## Extracted entries
//! Error taxonomy for packet assembly and its collaborators.

use std::time::Duration;

use strum::IntoStaticStr;
use thiserror::Error;

/// Type alias for boxed dynamic errors that can be sent across threads.
pub type BoxedError = Box<dyn std::error::Error + Send + Sync>;

/// Type alias for Results with the packet [`Error`] type.
pub type Result<T, E = Error> = std::result::Result<T, E>;

/// Type alias for Results with the [`StoreError`] type.
pub type StoreResult<T> = std::result::Result<T, StoreError>;

/// Errors surfaced while assembling and rendering a packet.
///
/// Every failure reaches the caller; nothing is retried or silently dropped.
#[derive(Debug, Error, IntoStaticStr)]
#[strum(serialize_all = "snake_case")]
pub enum Error {
    /// No document was selected; raised before any I/O happens.
    #[error("no documents selected for the packet")]
    EmptySelection,

    /// The content of one selected document could not be resolved.
    #[error("failed to process document '{document}': {source}")]
    DocumentProcessing {
        /// Display name of the failing document.
        document: String,
        #[source]
        source: BoxedError,
    },

    /// The renderer host could not be reached at all.
    #[error("cannot reach the packet renderer at {endpoint}; check the renderer URL and that the service is running")]
    RendererUnreachable {
        /// The configured renderer endpoint.
        endpoint: String,
        #[source]
        source: BoxedError,
    },

    /// The exchange with the renderer broke after a connection was made,
    /// e.g. the response body was cut short.
    #[error("transport failure talking to the packet renderer at {endpoint}: {source}")]
    Transport {
        /// The configured renderer endpoint.
        endpoint: String,
        #[source]
        source: BoxedError,
    },

    /// The renderer answered with a non-success status.
    #[error("packet renderer failed with status {status}: {message}")]
    Render {
        /// HTTP status code returned by the renderer.
        status: u16,
        /// Message extracted from the response body.
        message: String,
    },

    /// The renderer reported success but returned no bytes.
    #[error("packet renderer returned an empty document")]
    EmptyArtifact,

    /// A network call exceeded its deadline and was cancelled.
    #[error("{operation} timed out after {}s", after.as_secs_f32())]
    Timeout {
        /// The operation that timed out.
        operation: &'static str,
        /// The deadline that was exceeded.
        after: Duration,
    },

    /// The document store failed.
    #[error(transparent)]
    Store(#[from] StoreError),

    /// The request could not be serialized.
    #[error("serialization failed: {0}")]
    Serialization(#[from] serde_json::Error),
}

impl Error {
    /// Creates a document processing error for the named document.
    pub fn document_processing(
        document: impl Into<String>,
        source: impl Into<BoxedError>,
    ) -> Self {
        Self::DocumentProcessing {
            document: document.into(),
            source: source.into(),
        }
    }

    /// Creates a renderer unreachable error for the given endpoint.
    pub fn renderer_unreachable(
        endpoint: impl Into<String>,
        source: impl Into<BoxedError>,
    ) -> Self {
        Self::RendererUnreachable {
            endpoint: endpoint.into(),
            source: source.into(),
        }
    }

    /// Creates a transport error for the given endpoint.
    pub fn transport(endpoint: impl Into<String>, source: impl Into<BoxedError>) -> Self {
        Self::Transport {
            endpoint: endpoint.into(),
            source: source.into(),
        }
    }

    /// Creates a render error from a status code and message.
    pub fn render(status: u16, message: impl Into<String>) -> Self {
        Self::Render {
            status,
            message: message.into(),
        }
    }

    /// Returns the error kind as a snake_case string.
    pub fn kind_str(&self) -> &'static str {
        self.into()
    }

    /// Check if this error is typically retryable.
    #[must_use]
    pub fn is_retryable(&self) -> bool {
        match self {
            Self::RendererUnreachable { .. } | Self::Transport { .. } | Self::Timeout { .. } => {
                true
            }
            Self::Render { status, .. } => *status >= 500 || *status == 408 || *status == 429,
            _ => false,
        }
    }
}

/// Errors reported by a document store.
#[derive(Debug, Error, IntoStaticStr)]
#[strum(serialize_all = "snake_case")]
pub enum StoreError {
    /// Document or content not found.
    #[error("not found: {0}")]
    NotFound(String),

    /// Rejected input (empty name, non-PDF content, ...).
    #[error("invalid input: {0}")]
    InvalidInput(String),

    /// A content locator that does not belong to the store.
    #[error("invalid path: {0}")]
    InvalidPath(String),

    /// Backend-specific failure.
    #[error("storage backend error: {message}")]
    Backend {
        message: String,
        #[source]
        source: Option<BoxedError>,
    },
}

impl StoreError {
    /// Creates a new not found error.
    pub fn not_found(what: impl Into<String>) -> Self {
        Self::NotFound(what.into())
    }

    /// Creates a new invalid input error.
    pub fn invalid_input(msg: impl Into<String>) -> Self {
        Self::InvalidInput(msg.into())
    }

    /// Creates a new invalid path error.
    pub fn invalid_path(msg: impl Into<String>) -> Self {
        Self::InvalidPath(msg.into())
    }

    /// Creates a new backend error.
    pub fn backend(msg: impl Into<String>) -> Self {
        Self::Backend {
            message: msg.into(),
            source: None,
        }
    }

    /// Sets the source of a backend error.
    pub fn with_source(self, source: impl Into<BoxedError>) -> Self {
        match self {
            Self::Backend { message, .. } => Self::Backend {
                message,
                source: Some(source.into()),
            },
            other => other,
        }
    }

    /// Returns the error kind as a snake_case string.
    pub fn kind_str(&self) -> &'static str {
        self.into()
    }
}

#[cfg(test)]
mod tests {
    use super::*;

    #[test]
    fn test_kind_str() {
        assert_eq!(Error::EmptySelection.kind_str(), "empty_selection");
        assert_eq!(Error::EmptyArtifact.kind_str(), "empty_artifact");
        assert_eq!(Error::render(500, "boom").kind_str(), "render");
        assert_eq!(
            Error::transport("http://r/generate-packet", std::io::Error::other("eof")).kind_str(),
            "transport"
        );
        assert_eq!(StoreError::not_found("x").kind_str(), "not_found");
    }

    #[test]
    fn test_render_display_contains_message() {
        let error = Error::render(500, "boom");
        let display = error.to_string();
        assert!(display.contains("500"));
        assert!(display.contains("boom"));
    }

    #[test]
    fn test_document_processing_names_document() {
        let source = std::io::Error::other("connection reset");
        let error = Error::document_processing("Warranty.pdf", source);
        assert!(error.to_string().contains("Warranty.pdf"));
        assert!(std::error::Error::source(&error).is_some());
    }

    #[test]
    fn test_unreachable_carries_endpoint() {
        let error = Error::renderer_unreachable(
            "http://localhost:3001/generate-packet",
            std::io::Error::other("refused"),
        );
        assert!(error.to_string().contains("localhost:3001"));
    }

    #[test]
    fn test_store_error_is_transparent() {
        let error = Error::from(StoreError::not_found("document 42"));
        assert_eq!(error.to_string(), "not found: document 42");
        assert_eq!(error.kind_str(), "store");
    }

    #[test]
    fn test_retryable() {
        assert!(Error::render(503, "").is_retryable());
        assert!(Error::render(429, "").is_retryable());
        assert!(!Error::render(400, "").is_retryable());
        assert!(!Error::EmptySelection.is_retryable());
        assert!(!Error::EmptyArtifact.is_retryable());
        assert!(
            Error::Timeout {
                operation: "render",
                after: Duration::from_secs(1)
            }
            .is_retryable()
        );
    }

    #[test]
    fn test_backend_with_source() {
        let error = StoreError::backend("read failed").with_source(std::io::Error::other("eof"));
        assert!(std::error::Error::source(&error).is_some());

        let untouched = StoreError::not_found("a").with_source(std::io::Error::other("eof"));
        assert!(matches!(untouched, StoreError::NotFound(_)));
    }
}
//! Viewing contexts a packet can be shown in.

use std::io;
use std::path::Path;
use std::process::{Command, Stdio};

use crate::TRACING_TARGET;

/// Shows a PDF file to the operator.
pub trait Viewer: Send + Sync {
    /// Opens the file in a new viewing context.
    fn open(&self, path: &Path) -> io::Result<()>;

    /// Shows the file in the current viewing context.
    fn navigate(&self, path: &Path) -> io::Result<()>;
}

/// Viewer backed by the platform's default opener.
///
/// `navigate` hands the file to the program named by `BROWSER`, which is how
/// terminal sessions usually expose their current viewer.
#[derive(Debug, Clone, Copy, Default)]
pub struct SystemViewer;

impl SystemViewer {
    fn opener(path: &Path) -> Command {
        #[cfg(target_os = "macos")]
        {
            let mut command = Command::new("open");
            command.arg(path);
            command
        }

        #[cfg(target_os = "windows")]
        {
            let mut command = Command::new("cmd");
            command.args(["/C", "start", ""]).arg(path);
            command
        }

        #[cfg(not(any(target_os = "macos", target_os = "windows")))]
        {
            let mut command = Command::new("xdg-open");
            command.arg(path);
            command
        }
    }

    fn run(mut command: Command) -> io::Result<()> {
        let program = command.get_program().to_string_lossy().into_owned();
        tracing::debug!(target: TRACING_TARGET, program = %program, "Launching viewer");

        let status = command
            .stdin(Stdio::null())
            .stdout(Stdio::null())
            .stderr(Stdio::null())
            .status()?;

        if status.success() {
            Ok(())
        } else {
            Err(io::Error::other(format!("{program} exited with {status}")))
        }
    }
}

impl Viewer for SystemViewer {
    fn open(&self, path: &Path) -> io::Result<()> {
        Self::run(Self::opener(path))
    }

    fn navigate(&self, path: &Path) -> io::Result<()> {
        let browser = std::env::var_os("BROWSER")
            .filter(|value| !value.is_empty())
            .ok_or_else(|| io::Error::new(io::ErrorKind::Unsupported, "BROWSER is not set"))?;

        let mut command = Command::new(browser);
        command.arg(path);
        Self::run(command)
    }
}
//! Presenter configuration.

use std::path::PathBuf;
use std::time::Duration;

#[cfg(feature = "config")]
use clap::Args;
use serde::{Deserialize, Serialize};

/// Default delay before a preview file is removed: 5 seconds.
pub const DEFAULT_RELEASE_DELAY_MS: u64 = 5_000;

/// Configuration for [`ArtifactPresenter`](crate::ArtifactPresenter).
#[derive(Debug, Clone, PartialEq, Eq, Serialize, Deserialize)]
#[cfg_attr(feature = "config", derive(Args))]
pub struct PresenterConfig {
    /// Directory downloaded packets are saved to
    #[cfg_attr(
        feature = "config",
        arg(long = "download-dir", env = "DOWNLOAD_DIR", default_value = ".")
    )]
    #[serde(default = "default_download_dir")]
    pub download_dir: PathBuf,

    /// Delay before a preview file is removed, in milliseconds
    #[cfg_attr(
        feature = "config",
        arg(
            long = "preview-release-delay",
            env = "PREVIEW_RELEASE_DELAY_MS",
            default_value = "5000"
        )
    )]
    #[serde(default = "default_release_delay_ms")]
    pub release_delay_ms: u64,
}

fn default_download_dir() -> PathBuf {
    PathBuf::from(".")
}

fn default_release_delay_ms() -> u64 {
    DEFAULT_RELEASE_DELAY_MS
}

impl Default for PresenterConfig {
    fn default() -> Self {
        Self {
            download_dir: default_download_dir(),
            release_delay_ms: default_release_delay_ms(),
        }
    }
}

impl PresenterConfig {
    /// Creates a configuration saving into the given directory.
    pub fn new(download_dir: impl Into<PathBuf>) -> Self {
        Self {
            download_dir: download_dir.into(),
            ..Default::default()
        }
    }

    /// Set the preview release delay in milliseconds.
    #[must_use]
    pub fn with_release_delay(mut self, delay_ms: u64) -> Self {
        self.release_delay_ms = delay_ms;
        self
    }

    pub fn release_delay(&self) -> Duration {
        Duration::from_millis(self.release_delay_ms)
    }

    /// Checks that the download directory exists.
    pub fn validate(&self) -> std::io::Result<()> {
        let metadata = std::fs::metadata(&self.download_dir)?;
        if !metadata.is_dir() {
            return Err(std::io::Error::new(
                std::io::ErrorKind::NotADirectory,
                format!("{} is not a directory", self.download_dir.display()),
            ));
        }
        Ok(())
    }
}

## Task to complete
The number alone is wanted: how many lines of the records above include the string "Shows".

## Solution to the problem
2